With the combined impact from the cuts to UNFPA and to MSI, MSI reports that it is facing a £45 million funding gap.
“The cuts will do untold harm to the progress made on preventing women dying from pregnancy related causes, and jeopardise the government's commitments on girls' education and increasing resilience to the climate crisis," Simon Cooke, the chief executive of MSI, said in response to the news in April.
Sue Holland, MSI’s director for the region, wrote in April, that when former US President Donald Trump cut aid to their organisation, it prevented “MSI from serving an estimated 8 million women with family planning.”

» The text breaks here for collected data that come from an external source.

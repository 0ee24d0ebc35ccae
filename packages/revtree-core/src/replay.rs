//! Rebuilding model state from events.
//!
//! Each event first stamps the revisions it carries onto the model (and, for
//! object and field events, onto the object) and then applies its change.
//! Events flagged as implied inside a transaction are skipped; the event
//! that caused them already covers their effect.

use tracing::trace;

use crate::command::ChangeType;
use crate::error::{Error, Result};
use crate::event::{AtomicEvent, EntityEvent, Event, FieldEvent};
use crate::ids::{Address, Id, Revision, REVISION_NOT_EXISTING};
use crate::memory::MemoryModel;
use crate::traits::{ReadableModel, RevisionWritableModel};

fn inconsistent(target: &Address, what: &str) -> Error {
    Error::InconsistentState(format!("{target}: {what}"))
}

fn object_id(target: &Address) -> Result<&Id> {
    target
        .object_id()
        .ok_or_else(|| inconsistent(target, "event target has no object"))
}

fn field_id(target: &Address) -> Result<&Id> {
    target
        .field_id()
        .ok_or_else(|| inconsistent(target, "event target has no field"))
}

/// Applies `event` to `model`. On error the model may be partially updated.
pub fn apply_event(model: &mut (impl RevisionWritableModel + ?Sized), event: &Event) -> Result<()> {
    let in_transaction = matches!(event, Event::Transaction(_));
    for atomic in event.atomic_events() {
        if in_transaction && atomic.is_implied() {
            trace!(target_address = %atomic.target(), "skipping implied event");
            continue;
        }
        apply_atomic(model, atomic)?;
    }
    Ok(())
}

pub fn apply_events<'a>(
    model: &mut (impl RevisionWritableModel + ?Sized),
    events: impl IntoIterator<Item = &'a Event>,
) -> Result<()> {
    for event in events {
        apply_event(model, event)?;
    }
    Ok(())
}

/// Replays a model's change log into a fresh snapshot.
pub fn rebuild_model<'a>(
    address: Address,
    events: impl IntoIterator<Item = &'a Event>,
) -> Result<MemoryModel> {
    let mut model = MemoryModel::new(address);
    apply_events(&mut model, events)?;
    Ok(model)
}

fn apply_atomic(model: &mut (impl RevisionWritableModel + ?Sized), event: &AtomicEvent) -> Result<()> {
    let target = event.target();
    if target.model_address().as_ref() != Some(&model.address()) {
        return Err(inconsistent(target, "event belongs to another model"));
    }
    match event {
        AtomicEvent::Repository(e) => apply_repository(model, e),
        AtomicEvent::Model(e) => {
            model.set_revision(e.revisions.model);
            apply_model(model, e)
        }
        AtomicEvent::Object(e) => {
            model.set_revision(e.revisions.model);
            stamp_object(model, &e.target, e.revisions.object)?;
            apply_object(model, e)
        }
        AtomicEvent::Field(e) => {
            model.set_revision(e.revisions.model);
            stamp_object(model, &e.target, e.revisions.object)?;
            apply_field(model, e)
        }
    }
}

fn stamp_object(
    model: &mut (impl RevisionWritableModel + ?Sized),
    target: &Address,
    revision: Revision,
) -> Result<()> {
    let object = object_id(target)?;
    if !model.set_object_revision(object, revision) {
        return Err(inconsistent(target, "object does not exist"));
    }
    Ok(())
}

fn apply_repository(model: &mut (impl RevisionWritableModel + ?Sized), e: &EntityEvent) -> Result<()> {
    match e.change {
        ChangeType::Add => {
            if !model.is_empty() {
                return Err(inconsistent(&e.target, "added model is not empty"));
            }
            model.set_revision(e.revisions.model);
        }
        ChangeType::Remove => {
            model.set_revision(REVISION_NOT_EXISTING);
            for object in model.object_ids() {
                model.remove_object(&object);
            }
        }
        ChangeType::Change => return Err(inconsistent(&e.target, "models cannot change")),
    }
    Ok(())
}

fn apply_model(model: &mut (impl RevisionWritableModel + ?Sized), e: &EntityEvent) -> Result<()> {
    let object = object_id(&e.target)?;
    match e.change {
        ChangeType::Add => {
            if !model.create_object(object) {
                return Err(inconsistent(&e.target, "added object already exists"));
            }
            model.set_object_revision(object, e.revisions.object);
        }
        ChangeType::Remove => {
            if !model.remove_object(object) {
                return Err(inconsistent(&e.target, "removed object does not exist"));
            }
        }
        ChangeType::Change => return Err(inconsistent(&e.target, "objects cannot change")),
    }
    Ok(())
}

fn apply_object(model: &mut (impl RevisionWritableModel + ?Sized), e: &EntityEvent) -> Result<()> {
    let object = object_id(&e.target)?;
    let field = field_id(&e.target)?;
    match e.change {
        ChangeType::Add => {
            if !model.create_field(object, field) {
                return Err(inconsistent(&e.target, "added field already exists"));
            }
            model.set_field_revision(object, field, e.revisions.field);
        }
        ChangeType::Remove => {
            if !model.remove_field(object, field) {
                return Err(inconsistent(&e.target, "removed field does not exist"));
            }
        }
        ChangeType::Change => return Err(inconsistent(&e.target, "fields cannot change")),
    }
    Ok(())
}

fn apply_field(model: &mut (impl RevisionWritableModel + ?Sized), e: &FieldEvent) -> Result<()> {
    let object = object_id(&e.target)?;
    let field = field_id(&e.target)?;
    if !model.has_field(object, field) {
        return Err(inconsistent(&e.target, "field does not exist"));
    }
    let current = model.value(object, field);
    match (e.change, &current) {
        (ChangeType::Add, Some(_)) => return Err(inconsistent(&e.target, "added value over a value")),
        (ChangeType::Change, None) => return Err(inconsistent(&e.target, "changed value is empty")),
        (ChangeType::Remove, None) => return Err(inconsistent(&e.target, "removed value is empty")),
        _ => {}
    }
    let value = match e.change {
        ChangeType::Remove => None,
        ChangeType::Add | ChangeType::Change => e.new_value.clone(),
    };
    model.set_value(object, field, value);
    model.set_field_revision(object, field, e.revisions.field);
    Ok(())
}

#[cfg(test)]
mod tests {
    use super::*;
    use crate::event::EventRevisions;
    use crate::value::Value;

    fn id(s: &str) -> Id {
        Id::new(s).unwrap()
    }

    fn model() -> MemoryModel {
        MemoryModel::new(Address::model(id("r"), id("m")))
    }

    fn add_object(object: &str, revision: Revision, implied: bool) -> AtomicEvent {
        AtomicEvent::Model(EntityEvent {
            change: ChangeType::Add,
            target: Address::object(id("r"), id("m"), id(object)),
            actor: None,
            revisions: EventRevisions::object(revision, revision),
            in_transaction: implied,
            implied,
        })
    }

    #[test]
    fn implied_events_apply_outside_transactions() {
        let mut m = model();
        apply_event(&mut m, &Event::Atomic(add_object("o", 2, true))).unwrap();
        assert!(m.has_object(&id("o")));
        assert_eq!(m.revision(), 2);
    }

    #[test]
    fn implied_events_are_skipped_inside_transactions() {
        let mut m = model();
        let tx = Event::from_atomic_events(
            m.address(),
            None,
            vec![add_object("a", 1, false), add_object("b", 1, true)],
            true,
        )
        .unwrap();
        // from_atomic_events marks membership but keeps the implied flag.
        apply_event(&mut m, &tx).unwrap();
        assert!(m.has_object(&id("a")));
        assert!(!m.has_object(&id("b")));
    }

    #[test]
    fn violations_are_reported() {
        let mut m = model();
        apply_event(&mut m, &Event::Atomic(add_object("o", 1, false))).unwrap();
        let err = apply_event(&mut m, &Event::Atomic(add_object("o", 2, false))).unwrap_err();
        assert!(matches!(err, Error::InconsistentState(_)));

        let change = AtomicEvent::Field(FieldEvent {
            change: ChangeType::Change,
            target: Address::field(id("r"), id("m"), id("o"), id("missing")),
            actor: None,
            old_value: None,
            new_value: Some(Value::from(1)),
            revisions: EventRevisions::field(3, 3, 3),
            in_transaction: false,
            implied: false,
        });
        assert!(apply_event(&mut m, &Event::Atomic(change)).is_err());

        let foreign = AtomicEvent::Model(EntityEvent {
            change: ChangeType::Add,
            target: Address::object(id("r"), id("other"), id("x")),
            actor: None,
            revisions: EventRevisions::object(4, 4),
            in_transaction: false,
            implied: false,
        });
        assert!(apply_event(&mut m, &Event::Atomic(foreign)).is_err());
    }

    #[test]
    fn repository_remove_clears_the_model() {
        let mut m = model();
        apply_event(&mut m, &Event::Atomic(add_object("o", 1, false))).unwrap();
        let remove = AtomicEvent::Repository(EntityEvent {
            change: ChangeType::Remove,
            target: m.address(),
            actor: None,
            revisions: EventRevisions::model(2),
            in_transaction: false,
            implied: false,
        });
        apply_event(&mut m, &Event::Atomic(remove)).unwrap();
        assert!(m.is_empty());
        assert_eq!(m.revision(), REVISION_NOT_EXISTING);
    }
}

Holland is concerned about the same roll-back of services happening again, especially in places like Burkina Faso, where the WISH programme is the main provider of long-acting forms of contraceptive, and Mali where it provides 30% of all contraceptive needs accessed.
“You cannot underestimate the significance of contraception in giving girls and women control over their lives and futures,” Holland continued. “When girls can have children later, they can finish their education, become financially independent, and contribute to society. They can space their births further apart, which means healthier lives for them and their babies.”